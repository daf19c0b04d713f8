//! Chunk codec for image payloads above the backend document ceiling.
//!
//! The hosted document database caps documents at roughly one megabyte, so an
//! encoded picture that does not fit inline is split into ordered character
//! segments stored as child documents and reassembled on read.  Splitting is
//! infallible; assembly validates the set before trusting it.

use thiserror::Error;

use crate::data_uri;

#[derive(Error, Debug, Clone, PartialEq, Eq)]
pub enum ChunkAssemblyError {
    #[error("Expected {expected} chunks, found {actual}")]
    CountMismatch { expected: usize, actual: usize },

    #[error("Chunk index {index} appears more than once")]
    DuplicateIndex { index: usize },

    #[error("Chunk index {index} is out of range for {expected} chunks")]
    IndexOutOfRange { index: usize, expected: usize },

    #[error("Chunk {index} carries no data")]
    EmptyChunk { index: usize },

    #[error("Assembled payload is not an image data URI")]
    NotAnImageDataUri,
}

/// One ordered segment of an encoded image payload.
#[derive(Debug, Clone, PartialEq, Eq)]
pub struct ChunkPayload {
    /// Zero-based position of this segment.
    pub index: usize,
    /// Character segment of the encoded payload.
    pub data: String,
}

/// Splits an encoded payload into segments of at most `budget_chars`
/// characters, indexed in order.  Payloads are base64 data URIs, so
/// characters and bytes coincide; a multi-byte character is still never
/// split down the middle.  A zero budget is treated as a budget of one.
pub fn split_into_chunks(encoded: &str, budget_chars: usize) -> Vec<ChunkPayload> {
    let budget = budget_chars.max(1);
    let mut chunks = Vec::with_capacity(encoded.len() / budget + 1);
    let mut rest = encoded;

    while !rest.is_empty() {
        let mut cut = budget.min(rest.len());
        while cut > 0 && !rest.is_char_boundary(cut) {
            cut -= 1;
        }
        if cut == 0 {
            // A single character wider than the budget: take it whole.
            cut = rest
                .char_indices()
                .nth(1)
                .map(|(at, _)| at)
                .unwrap_or(rest.len());
        }

        let (head, tail) = rest.split_at(cut);
        chunks.push(ChunkPayload {
            index: chunks.len(),
            data: head.to_owned(),
        });
        rest = tail;
    }

    chunks
}

/// Reassembles a chunked payload, in any input order.
///
/// The set must hold exactly `expected_count` segments with dense unique
/// indices in `[0, expected_count)`, none of them empty, and the
/// concatenation must be an image data URI.
pub fn assemble_chunks(
    chunks: &[ChunkPayload],
    expected_count: usize,
) -> Result<String, ChunkAssemblyError> {
    if chunks.len() != expected_count {
        return Err(ChunkAssemblyError::CountMismatch {
            expected: expected_count,
            actual: chunks.len(),
        });
    }

    let mut slots: Vec<Option<&str>> = vec![None; expected_count];
    for chunk in chunks {
        if chunk.data.is_empty() {
            return Err(ChunkAssemblyError::EmptyChunk { index: chunk.index });
        }
        let slot = slots
            .get_mut(chunk.index)
            .ok_or(ChunkAssemblyError::IndexOutOfRange {
                index: chunk.index,
                expected: expected_count,
            })?;
        if slot.is_some() {
            return Err(ChunkAssemblyError::DuplicateIndex { index: chunk.index });
        }
        *slot = Some(&chunk.data);
    }

    // Count matched, indices unique and in range: every slot is filled.
    let mut assembled = String::with_capacity(chunks.iter().map(|c| c.data.len()).sum());
    for slot in slots.into_iter().flatten() {
        assembled.push_str(slot);
    }

    if !data_uri::is_image_data_uri(&assembled) {
        return Err(ChunkAssemblyError::NotAnImageDataUri);
    }
    Ok(assembled)
}

#[cfg(test)]
mod tests {
    use super::*;

    fn payload_of_len(total: usize) -> String {
        let mut payload = String::from("data:image/jpeg;base64,");
        payload.push_str(&"A".repeat(total - payload.len()));
        payload
    }

    #[test]
    fn test_split_assemble_round_trip() {
        let payload = payload_of_len(10_000);
        let chunks = split_into_chunks(&payload, 1_234);
        assert_eq!(assemble_chunks(&chunks, chunks.len()).unwrap(), payload);
    }

    #[test]
    fn test_budget_layout_is_greedy() {
        let payload = payload_of_len(2_400_000);
        let chunks = split_into_chunks(&payload, 1_000_000);

        let lens: Vec<usize> = chunks.iter().map(|c| c.data.len()).collect();
        assert_eq!(lens, vec![1_000_000, 1_000_000, 400_000]);
        let indices: Vec<usize> = chunks.iter().map(|c| c.index).collect();
        assert_eq!(indices, vec![0, 1, 2]);
    }

    #[test]
    fn test_assembly_accepts_any_input_order() {
        let payload = payload_of_len(5_000);
        let mut chunks = split_into_chunks(&payload, 999);
        chunks.reverse();
        assert_eq!(assemble_chunks(&chunks, chunks.len()).unwrap(), payload);
    }

    #[test]
    fn test_missing_chunk_fails() {
        let payload = payload_of_len(4_000);
        let mut chunks = split_into_chunks(&payload, 1_000);
        assert_eq!(chunks.len(), 4);
        chunks.remove(2);

        assert_eq!(
            assemble_chunks(&chunks, 4),
            Err(ChunkAssemblyError::CountMismatch {
                expected: 4,
                actual: 3
            })
        );
    }

    #[test]
    fn test_duplicate_index_fails() {
        let payload = payload_of_len(4_000);
        let mut chunks = split_into_chunks(&payload, 1_000);
        chunks[2] = chunks[1].clone();

        assert_eq!(
            assemble_chunks(&chunks, 4),
            Err(ChunkAssemblyError::DuplicateIndex { index: 1 })
        );
    }

    #[test]
    fn test_out_of_range_index_fails() {
        let chunks = vec![
            ChunkPayload {
                index: 0,
                data: "data:image/".to_owned(),
            },
            ChunkPayload {
                index: 3,
                data: "png".to_owned(),
            },
        ];

        assert_eq!(
            assemble_chunks(&chunks, 2),
            Err(ChunkAssemblyError::IndexOutOfRange {
                index: 3,
                expected: 2
            })
        );
    }

    #[test]
    fn test_empty_chunk_fails() {
        let chunks = vec![
            ChunkPayload {
                index: 0,
                data: "data:image/".to_owned(),
            },
            ChunkPayload {
                index: 1,
                data: String::new(),
            },
        ];

        assert_eq!(
            assemble_chunks(&chunks, 2),
            Err(ChunkAssemblyError::EmptyChunk { index: 1 })
        );
    }

    #[test]
    fn test_non_image_payload_fails() {
        let chunks = split_into_chunks("just some text, no picture here", 8);
        assert_eq!(
            assemble_chunks(&chunks, chunks.len()),
            Err(ChunkAssemblyError::NotAnImageDataUri)
        );
    }

    #[test]
    fn test_zero_budget_clamps_to_one() {
        let chunks = split_into_chunks("abc", 0);
        assert_eq!(chunks.len(), 3);
        assert!(chunks.iter().all(|c| c.data.len() == 1));
    }

    #[test]
    fn test_split_never_cuts_a_character() {
        let text = "日本語のテキスト";
        let chunks = split_into_chunks(text, 4);
        // Each of these characters is three bytes, so a four-byte budget
        // steps back to the boundary and yields one character per chunk.
        assert!(chunks.iter().all(|c| c.data.chars().count() == 1));
        let joined: String = chunks.iter().map(|c| c.data.as_str()).collect();
        assert_eq!(joined, text);
    }

    #[test]
    fn test_empty_payload_splits_to_nothing() {
        assert!(split_into_chunks("", 100).is_empty());
    }

    #[test]
    fn test_zero_expected_with_no_chunks_is_not_an_image() {
        assert_eq!(
            assemble_chunks(&[], 0),
            Err(ChunkAssemblyError::NotAnImageDataUri)
        );
    }
}
use serde::{Deserialize, Serialize};

/// Raw field map of a stored document, exactly as the backend hands it back.
pub type Fields = serde_json::Map<String, serde_json::Value>;

// Account identifier issued by the auth provider (opaque string)
#[derive(Debug, Clone, Serialize, Deserialize, PartialEq, Eq, Hash)]
#[serde(transparent)]
pub struct UserId(pub String);

impl UserId {
    pub fn as_str(&self) -> &str {
        &self.0
    }
}

impl From<String> for UserId {
    fn from(s: String) -> Self {
        Self(s)
    }
}

impl From<&str> for UserId {
    fn from(s: &str) -> Self {
        Self(s.to_owned())
    }
}

impl std::fmt::Display for UserId {
    fn fmt(&self, f: &mut std::fmt::Formatter<'_>) -> std::fmt::Result {
        write!(f, "{}", self.0)
    }
}

// Document id of a post in the posts collection
#[derive(Debug, Clone, Serialize, Deserialize, PartialEq, Eq, Hash)]
#[serde(transparent)]
pub struct PostId(pub String);

impl PostId {
    pub fn as_str(&self) -> &str {
        &self.0
    }
}

impl From<String> for PostId {
    fn from(s: String) -> Self {
        Self(s)
    }
}

impl From<&str> for PostId {
    fn from(s: &str) -> Self {
        Self(s.to_owned())
    }
}

impl std::fmt::Display for PostId {
    fn fmt(&self, f: &mut std::fmt::Formatter<'_>) -> std::fmt::Result {
        write!(f, "{}", self.0)
    }
}

// Document id of a comment in a post's comment subcollection
#[derive(Debug, Clone, Serialize, Deserialize, PartialEq, Eq, Hash)]
#[serde(transparent)]
pub struct CommentId(pub String);

impl CommentId {
    pub fn as_str(&self) -> &str {
        &self.0
    }
}

impl From<String> for CommentId {
    fn from(s: String) -> Self {
        Self(s)
    }
}

impl From<&str> for CommentId {
    fn from(s: &str) -> Self {
        Self(s.to_owned())
    }
}

impl std::fmt::Display for CommentId {
    fn fmt(&self, f: &mut std::fmt::Formatter<'_>) -> std::fmt::Result {
        write!(f, "{}", self.0)
    }
}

WHAT YOU HAVE TO DO: Only lines holding the word "ordered" belong in the answer; copy all of them from the records.

RESULT:
//! encoded picture that does not fit inline is split into ordered character
/// One ordered segment of an encoded image payload.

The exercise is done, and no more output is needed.